::: Information supplied

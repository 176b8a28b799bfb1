//! The uniform JSON body returned on rejection.

use serde::{Deserialize, Serialize};

/// Status string used for malformed or missing payload data.
pub const STATUS_BAD_REQUEST: &str = "Bad request";

/// Status string used for payloads that decode but cannot be processed.
pub const STATUS_UNPROCESSABLE_ENTITY: &str = "Unprocessable entity";

/// Status string used for failed token checks.
pub const STATUS_UNAUTHORIZED: &str = "Unauthorized";

/// The canonical JSON body for all failure responses produced by the
/// library.
///
/// Every middleware that rejects a request serializes one of these into
/// the response body, regardless of the HTTP status the response itself
/// carries. Push-delivery brokers commonly retry on non-2xx responses, so
/// the transport status and the envelope status are configured
/// independently.
///
/// # Example
///
/// ```
/// use hermes_core::ErrorEnvelope;
///
/// let envelope = ErrorEnvelope::bad_request("No payload supplied");
/// let body = serde_json::to_string(&envelope).unwrap();
/// assert_eq!(body, r#"{"status":"Bad request","message":"No payload supplied"}"#);
/// ```
#[derive(Debug, Clone, PartialEq, Eq, Serialize, Deserialize)]
pub struct ErrorEnvelope {
    /// Coarse failure classification, e.g. `"Bad request"`.
    pub status: String,
    /// Human-readable description of the failure.
    pub message: String,
}

impl ErrorEnvelope {
    /// Creates an envelope with an explicit status string.
    #[must_use]
    pub fn new(status: impl Into<String>, message: impl Into<String>) -> Self {
        Self {
            status: status.into(),
            message: message.into(),
        }
    }

    /// Creates a `"Bad request"` envelope.
    #[must_use]
    pub fn bad_request(message: impl Into<String>) -> Self {
        Self::new(STATUS_BAD_REQUEST, message)
    }

    /// Creates an `"Unprocessable entity"` envelope.
    #[must_use]
    pub fn unprocessable_entity(message: impl Into<String>) -> Self {
        Self::new(STATUS_UNPROCESSABLE_ENTITY, message)
    }

    /// Creates an `"Unauthorized"` envelope.
    #[must_use]
    pub fn unauthorized(message: impl Into<String>) -> Self {
        Self::new(STATUS_UNAUTHORIZED, message)
    }
}
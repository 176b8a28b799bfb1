//! Test error types.

use thiserror::Error;

/// Errors raised by test helpers.
#[derive(Debug, Error)]
pub enum TestError {
    /// Building a test request failed.
    #[error("failed to build request: {0}")]
    RequestBuild(String),

    /// Reading a response body failed.
    #[error("failed to read body: {0}")]
    BodyRead(String),

    /// Deserializing a JSON body failed.
    #[error("failed to parse JSON body: {0}")]
    Json(#[from] serde_json::Error),
}
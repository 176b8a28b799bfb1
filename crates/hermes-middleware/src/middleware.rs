//! Core middleware trait and chain types.
//!
//! This module defines the [`Middleware`] trait that all request
//! processors implement. A middleware inspects or transforms one
//! request/response pair and then either short-circuits with its own
//! response or forwards to the next handler via [`Next`].
//!
//! # Example
//!
//! ```ignore
//! use hermes_middleware::{BoxFuture, Middleware, Next, Request, Response};
//!
//! struct LoggingMiddleware;
//!
//! impl Middleware for LoggingMiddleware {
//!     fn name(&self) -> &'static str {
//!         "logging"
//!     }
//!
//!     fn process<'a>(&'a self, request: Request, next: Next<'a>) -> BoxFuture<'a, Response> {
//!         Box::pin(async move {
//!             tracing::info!(method = %request.method(), "Request received");
//!             next.run(request).await
//!         })
//!     }
//! }
//! ```

use crate::types::{Request, Response};
use std::future::Future;
use std::pin::Pin;

/// A boxed future that returns a response.
pub type BoxFuture<'a, T> = Pin<Box<dyn Future<Output = T> + Send + 'a>>;

/// The core middleware trait.
///
/// Middleware values are constructed once and shared across many
/// concurrent requests, so implementations must not hold per-request
/// mutable state; everything derived from a request lives in local
/// variables or on the request value itself.
///
/// # Invariants
///
/// - A middleware calls `next.run()` at most once.
/// - On a reject path the next handler is never invoked; the middleware
///   returns its own response.
pub trait Middleware: Send + Sync + 'static {
    /// Returns the unique name of this middleware.
    ///
    /// This name is used for logging and debugging.
    fn name(&self) -> &'static str;

    /// Processes the request through this middleware.
    fn process<'a>(&'a self, request: Request, next: Next<'a>) -> BoxFuture<'a, Response>;
}

/// Callback to invoke the next middleware or handler in the chain.
///
/// Consuming `run` ensures the rest of the chain executes at most once.
pub struct Next<'a> {
    inner: NextInner<'a>,
}

enum NextInner<'a> {
    /// More middleware to process.
    Chain {
        middleware: &'a dyn Middleware,
        next: Box<Next<'a>>,
    },
    /// End of chain - invoke the handler.
    Handler(Box<dyn FnOnce(Request) -> BoxFuture<'static, Response> + Send + 'a>),
}

impl<'a> Next<'a> {
    /// Creates a `Next` that will invoke the given middleware before the
    /// rest of the chain.
    #[must_use]
    pub fn new(middleware: &'a dyn Middleware, next: Next<'a>) -> Self {
        Self {
            inner: NextInner::Chain {
                middleware,
                next: Box::new(next),
            },
        }
    }

    /// Creates a terminal `Next` that invokes the handler.
    #[must_use]
    pub fn handler<F>(f: F) -> Self
    where
        F: FnOnce(Request) -> BoxFuture<'static, Response> + Send + 'a,
    {
        Self {
            inner: NextInner::Handler(Box::new(f)),
        }
    }

    /// Invokes the next middleware or handler in the chain.
    ///
    /// This consumes `self` to ensure it can only be called once.
    pub async fn run(self, request: Request) -> Response {
        match self.inner {
            NextInner::Chain { middleware, next } => middleware.process(request, *next).await,
            NextInner::Handler(handler) => handler(request).await,
        }
    }
}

::::::

* _Instructions for the task_
Every line above should be output exactly as it stands.

* _Finished task_
repository 176b8a28b799bfb1
//! The uniform JSON body returned on rejection.

use serde::{Deserialize, Serialize};

/// Status string used for malformed or missing payload data.
pub const STATUS_BAD_REQUEST: &str = "Bad request";

/// Status string used for payloads that decode but cannot be processed.
pub const STATUS_UNPROCESSABLE_ENTITY: &str = "Unprocessable entity";

/// Status string used for failed token checks.
pub const STATUS_UNAUTHORIZED: &str = "Unauthorized";

/// The canonical JSON body for all failure responses produced by the
/// library.
///
/// Every middleware that rejects a request serializes one of these into
/// the response body, regardless of the HTTP status the response itself
/// carries. Push-delivery brokers commonly retry on non-2xx responses, so
/// the transport status and the envelope status are configured
/// independently.
///
/// # Example
///
/// ```
/// use hermes_core::ErrorEnvelope;
///
/// let envelope = ErrorEnvelope::bad_request("No payload supplied");
/// let body = serde_json::to_string(&envelope).unwrap();
/// assert_eq!(body, r#"{"status":"Bad request","message":"No payload supplied"}"#);
/// ```
#[derive(Debug, Clone, PartialEq, Eq, Serialize, Deserialize)]
pub struct ErrorEnvelope {
    /// Coarse failure classification, e.g. `"Bad request"`.
    pub status: String,
    /// Human-readable description of the failure.
    pub message: String,
}

impl ErrorEnvelope {
    /// Creates an envelope with an explicit status string.
    #[must_use]
    pub fn new(status: impl Into<String>, message: impl Into<String>) -> Self {
        Self {
            status: status.into(),
            message: message.into(),
        }
    }

    /// Creates a `"Bad request"` envelope.
    #[must_use]
    pub fn bad_request(message: impl Into<String>) -> Self {
        Self::new(STATUS_BAD_REQUEST, message)
    }

    /// Creates an `"Unprocessable entity"` envelope.
    #[must_use]
    pub fn unprocessable_entity(message: impl Into<String>) -> Self {
        Self::new(STATUS_UNPROCESSABLE_ENTITY, message)
    }

    /// Creates an `"Unauthorized"` envelope.
    #[must_use]
    pub fn unauthorized(message: impl Into<String>) -> Self {
        Self::new(STATUS_UNAUTHORIZED, message)
    }
}
repository 176b8a28b799bfb1
//! Test error types.

use thiserror::Error;

/// Errors raised by test helpers.
#[derive(Debug, Error)]
pub enum TestError {
    /// Building a test request failed.
    #[error("failed to build request: {0}")]
    RequestBuild(String),

    /// Reading a response body failed.
    #[error("failed to read body: {0}")]
    BodyRead(String),

    /// Deserializing a JSON body failed.
    #[error("failed to parse JSON body: {0}")]
    Json(#[from] serde_json::Error),
}
repository 176b8a28b799bfb1
filename crates/hermes-middleware/src/middleware.rs
//! Core middleware trait and chain types.
//!
//! This module defines the [`Middleware`] trait that all request
//! processors implement. A middleware inspects or transforms one
//! request/response pair and then either short-circuits with its own
//! response or forwards to the next handler via [`Next`].
//!
//! # Example
//!
//! ```ignore
//! use hermes_middleware::{BoxFuture, Middleware, Next, Request, Response};
//!
//! struct LoggingMiddleware;
//!
//! impl Middleware for LoggingMiddleware {
//!     fn name(&self) -> &'static str {
//!         "logging"
//!     }
//!
//!     fn process<'a>(&'a self, request: Request, next: Next<'a>) -> BoxFuture<'a, Response> {
//!         Box::pin(async move {
//!             tracing::info!(method = %request.method(), "Request received");
//!             next.run(request).await
//!         })
//!     }
//! }
//! ```

use crate::types::{Request, Response};
use std::future::Future;
use std::pin::Pin;

/// A boxed future that returns a response.
pub type BoxFuture<'a, T> = Pin<Box<dyn Future<Output = T> + Send + 'a>>;

/// The core middleware trait.
///
/// Middleware values are constructed once and shared across many
/// concurrent requests, so implementations must not hold per-request
/// mutable state; everything derived from a request lives in local
/// variables or on the request value itself.
///
/// # Invariants
///
/// - A middleware calls `next.run()` at most once.
/// - On a reject path the next handler is never invoked; the middleware
///   returns its own response.
pub trait Middleware: Send + Sync + 'static {
    /// Returns the unique name of this middleware.
    ///
    /// This name is used for logging and debugging.
    fn name(&self) -> &'static str;

    /// Processes the request through this middleware.
    fn process<'a>(&'a self, request: Request, next: Next<'a>) -> BoxFuture<'a, Response>;
}

/// Callback to invoke the next middleware or handler in the chain.
///
/// Consuming `run` ensures the rest of the chain executes at most once.
pub struct Next<'a> {
    inner: NextInner<'a>,
}

enum NextInner<'a> {
    /// More middleware to process.
    Chain {
        middleware: &'a dyn Middleware,
        next: Box<Next<'a>>,
    },
    /// End of chain - invoke the handler.
    Handler(Box<dyn FnOnce(Request) -> BoxFuture<'static, Response> + Send + 'a>),
}

impl<'a> Next<'a> {
    /// Creates a `Next` that will invoke the given middleware before the
    /// rest of the chain.
    #[must_use]
    pub fn new(middleware: &'a dyn Middleware, next: Next<'a>) -> Self {
        Self {
            inner: NextInner::Chain {
                middleware,
                next: Box::new(next),
            },
        }
    }

    /// Creates a terminal `Next` that invokes the handler.
    #[must_use]
    pub fn handler<F>(f: F) -> Self
    where
        F: FnOnce(Request) -> BoxFuture<'static, Response> + Send + 'a,
    {
        Self {
            inner: NextInner::Handler(Box::new(f)),
        }
    }

    /// Invokes the next middleware or handler in the chain.
    ///
    /// This consumes `self` to ensure it can only be called once.
    pub async fn run(self, request: Request) -> Response {
        match self.inner {
            NextInner::Chain { middleware, next } => middleware.process(request, *next).await,
            NextInner::Handler(handler) => handler(request).await,
        }
    }
}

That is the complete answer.